> WORK INSTRUCTION
Tell me how many lines in the data below hold the string "Result", and say nothing else.

+-------+

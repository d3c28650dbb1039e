/// Persistence layer
///
/// `Store` is an explicitly constructed handle over the connection pool;
/// services receive a clone of it at construction time. Every operation is
/// one parameterized SQL statement, and driver errors are translated here
/// into the two store-level sentinels the services understand:
///
/// - `DuplicateEntry`: a uniqueness constraint was violated
/// - `NotFound`: no row matched the identity
///
/// Everything else passes through as an opaque `Database` error. Writes set
/// `created_at`/`updated_at` with `NOW()` inside the statement; timestamps
/// are never supplied by callers.

mod employee;
mod hospital;
mod task;

use sqlx::PgPool;
use thiserror::Error;

/// Store-level error sentinels
#[derive(Debug, Error)]
pub enum StoreError {
    /// A uniqueness constraint was violated
    #[error("duplicate entry")]
    DuplicateEntry,

    /// No row matched
    #[error("not found")]
    NotFound,

    /// Any other driver failure, opaque to upper layers
    #[error("database error")]
    Database(#[source] sqlx::Error),
}

impl From<sqlx::Error> for StoreError {
    fn from(err: sqlx::Error) -> Self {
        match err {
            sqlx::Error::RowNotFound => StoreError::NotFound,
            sqlx::Error::Database(db_err) if db_err.is_unique_violation() => {
                StoreError::DuplicateEntry
            }
            other => StoreError::Database(other),
        }
    }
}

/// Handle over the three entity tables
///
/// Cloning is cheap (the pool is reference-counted), so each service holds
/// its own copy.
#[derive(Debug, Clone)]
pub struct Store {
    pool: PgPool,
}

impl Store {
    /// Creates a store over an already-connected pool
    pub fn new(pool: PgPool) -> Self {
        Self { pool }
    }

    /// The underlying pool, for health checks and test scaffolding
    pub fn pool(&self) -> &PgPool {
        &self.pool
    }
}
/// Employee service
///
/// Employees are immutable after creation; the service has no update path.

use super::ServiceError;
use taskward_shared::models::employee::{Employee, NewEmployee};
use taskward_shared::models::Page;
use taskward_shared::store::{Store, StoreError};

#[derive(Debug, Clone)]
pub struct EmployeeService {
    store: Store,
}

impl EmployeeService {
    pub fn new(store: Store) -> Self {
        Self { store }
    }

    /// Creates an employee
    ///
    /// A taken username surfaces as `AlreadyExists`.
    pub async fn create(&self, new: NewEmployee) -> Result<Employee, ServiceError> {
        match self.store.create_employee(new.clone()).await {
            Ok(employee) => Ok(employee),
            Err(StoreError::DuplicateEntry) => Err(ServiceError::AlreadyExists(format!(
                "username exists: {}",
                new.username
            ))),
            Err(err) => Err(err.into()),
        }
    }

    /// Fetches an employee by id
    pub async fn get(&self, id: i64) -> Result<Employee, ServiceError> {
        match self.store.get_employee(id).await {
            Ok(employee) => Ok(employee),
            Err(StoreError::NotFound) => {
                Err(ServiceError::ResourceNotFound(format!("invalid id: {id}")))
            }
            Err(err) => Err(err.into()),
        }
    }

    /// Lists a hospital's employees: a count plus a page fetch
    pub async fn list(
        &self,
        hospital_id: i64,
        offset: i64,
        limit: i64,
    ) -> Result<Page<Employee>, ServiceError> {
        let total = self.store.count_employees(hospital_id).await?;
        let items = self.store.find_employees(hospital_id, offset, limit).await?;
        Ok(Page { total, items })
    }
}
/// Hospital model
///
/// Hospitals are the root tenant: employees and tasks belong to exactly one
/// hospital. The name is unique across the system and enforced by the
/// store's unique constraint, never pre-checked in process.
///
/// # Schema
///
/// ```sql
/// CREATE TABLE hospital (
///     id BIGSERIAL PRIMARY KEY,
///     name TEXT NOT NULL UNIQUE,
///     display_name TEXT NOT NULL DEFAULT '',
///     created_at TIMESTAMPTZ NOT NULL,
///     updated_at TIMESTAMPTZ NOT NULL
/// );
/// ```

use chrono::{DateTime, Utc};
use serde::{Deserialize, Serialize};

/// Hospital record
#[derive(Debug, Clone, Serialize, Deserialize, sqlx::FromRow)]
#[serde(rename_all = "camelCase")]
pub struct Hospital {
    /// Surrogate identity
    pub id: i64,

    /// Unique machine name
    pub name: String,

    /// Human-readable name
    pub display_name: String,

    /// When the hospital was created (set by the store)
    pub created_at: DateTime<Utc>,

    /// When the hospital was last updated (set by the store)
    pub updated_at: DateTime<Utc>,
}

/// Input for creating a new hospital
#[derive(Debug, Clone)]
pub struct NewHospital {
    /// Unique machine name (non-empty, validated by the handler)
    pub name: String,

    /// Human-readable name
    pub display_name: String,
}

+-------+

> REPLY TO THE TASK
3